She reigned fourteen years longer, the scourge of the catholics of Ireland.

From a view of all the measures, foreign and domestic, of this reign, O'Neil was justified in proclaiming to his countrymen, that Elizabeth's wars on the Irish were for displanting antient generation, and for planting heresy on their ruins. He was prophetic in announcing, that if they gave not their helping hands to national independence, they would bring great ruin and calamity on themselves. That extermination was their object, appears from their not accepting the homage of the Irish on any reasonable terms; such as, liberty of conscience, and security of property, being objects for the insurance of which governments are chiefly appointed and supported. From their forcing English laws, while they made them abominable instruments of rapine and cruelty, as we have seen, in the different Irish territories, to which they sent such profligate marauders as Willis, in quality of sheriffs. From the infernal means practised and avowed, for the reduction of Ireland; forgery, famine, treachery, assassination, and other diabolical stratagems.
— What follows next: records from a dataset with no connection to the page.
// Paint Tracker Core - rendering performance instrumentation
// Measures initial page load and soft-navigation rendering metrics from a
// live document's observation feed.

// Module declarations
pub mod classify;
pub mod config;
pub mod dom;
pub mod engine;
pub mod error;
pub mod feed;
pub mod http;
pub mod metrics;
pub mod navigation;
pub mod stability;
pub mod telemetry;
pub mod testing;

// Re-exports for convenience
pub use config::TrackerConfig;
pub use engine::{MetricsReport, SessionId, TrackerHandle};
pub use metrics::{MetricKey, MetricSnapshot, MetricStore, TrackingMode};

/// Initialize global logging for binaries and embedding hosts.
///
/// Safe to call more than once; later calls are no-ops.
pub fn init_logging() {
    let _ = tracing_subscriber::fmt().with_target(false).try_init();
}

#[cfg(test)]
mod tests {
    use super::*;

    #[test]
    fn test_module_structure() {
        // Verify the public surface is wired up; a metric store must be
        // constructible without any collaborators.
        let store = MetricStore::new();
        assert_eq!(store.get(TrackingMode::PageLoad, MetricKey::Fcp), None);
    }

    #[test]
    fn test_init_logging_is_idempotent() {
        init_logging();
        init_logging();
    }
}
// Observation feed error types

use std::fmt;

use log::warn;

use crate::feed::ObservationCategory;

/// Errors surfaced by the observation feed.
///
/// A registration failure means the host does not support that observation
/// category; the affected metric simply stays unset for the session. An
/// inspection failure means a node could not be examined; classification
/// collapses it to the conservative verdict.
#[derive(Debug, Clone, PartialEq)]
pub enum ObserveError {
    /// The host does not support this observation category.
    FeatureUnavailable { category: ObservationCategory },

    /// Geometry/style/ancestor inspection failed mid-check.
    Inspection { reason: String },

    /// The feed rejected the subscription for a host-specific reason.
    SubscriptionRejected { reason: String },
}

impl ObserveError {
    pub fn unavailable(category: ObservationCategory) -> Self {
        ObserveError::FeatureUnavailable { category }
    }
}

impl fmt::Display for ObserveError {
    fn fmt(&self, f: &mut fmt::Formatter<'_>) -> fmt::Result {
        match self {
            ObserveError::FeatureUnavailable { category } => {
                write!(f, "observation category {} not available", category.as_str())
            }
            ObserveError::Inspection { reason } => {
                write!(f, "node inspection failed: {}", reason)
            }
            ObserveError::SubscriptionRejected { reason } => {
                write!(f, "subscription rejected: {}", reason)
            }
        }
    }
}

impl std::error::Error for ObserveError {}

impl From<crate::dom::InspectError> for ObserveError {
    fn from(err: crate::dom::InspectError) -> Self {
        ObserveError::Inspection { reason: err.reason }
    }
}

/// Log an observation error with its originating context.
///
/// Registration failures are expected on hosts with partial support, so this
/// logs at warn once per call site rather than erroring.
pub fn log_observe_error(err: &ObserveError, context: &str) {
    warn!("[ObservationFeed] {} in {}", err, context);
}

#[cfg(test)]
mod tests {
    use super::*;

    #[test]
    fn test_display_messages() {
        let err = ObserveError::unavailable(ObservationCategory::LongTask);
        assert!(err.to_string().contains("longtask"));

        let err = ObserveError::Inspection {
            reason: "node detached".to_string(),
        };
        assert!(err.to_string().contains("node detached"));
    }

    #[test]
    fn test_from_inspect_error() {
        let inspect = crate::dom::InspectError::new("style query refused");
        let err: ObserveError = inspect.into();
        match err {
            ObserveError::Inspection { reason } => {
                assert!(reason.contains("style query refused"));
            }
            other => panic!("Expected Inspection, got {:?}", other),
        }
    }
}
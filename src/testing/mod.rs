//! Deterministic harnesses for exercising the tracker without a live
//! document.
//!
//! The pipeline under test is the real one; only the platform seams are
//! swapped: [`FixtureDocument`] stands in for the host document,
//! [`ScriptedFeed`] for the observation feed, and
//! [`ManualClock`]/[`ManualScheduler`] for time and deferred execution, so
//! tests and the replay binary can drive sessions step by step.

pub mod fixture_dom;
pub mod manual_scheduler;
pub mod scripted_feed;

pub use fixture_dom::FixtureDocument;
pub use manual_scheduler::{ManualClock, ManualScheduler};
pub use scripted_feed::ScriptedFeed;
From their inhumanity, in admitting none to pardon, unless he first betrayed or murdered some of his friends; a condition more intolerable to a man of honor than death; they manifested their intention to go on with the work of death until extermination was accomplished. Consequently, all the odium of that detestable crusade against the religion, lives and properties of the Irish, and of

the hellish barbarities employed to subjugate them, lie at the door of that execrable fury, and her hardened infuriate counsellors and ministers. None of her apologists can justify or acquit her of the perfidious murder of Mary queen of Scots, over whom, as a foreigner and a queen, she had no jurisdiction, chiefly from her hatred to the catholic religion, after inviting her by letters, replete with insidious blandishments, and treacherous professions of friendship, to come to England, as to an asylum from the troubles which persecuted her in Scotland. Actuated by the same hatred, she deprived her of the rites of the church at her last moments; and, instead of suffering a catholic clergyman to attend her, sent an unfeeling, anti-christian brute, to torment and plague her with bigotted nonsense of denunciations, unless she recanted previous to her execution.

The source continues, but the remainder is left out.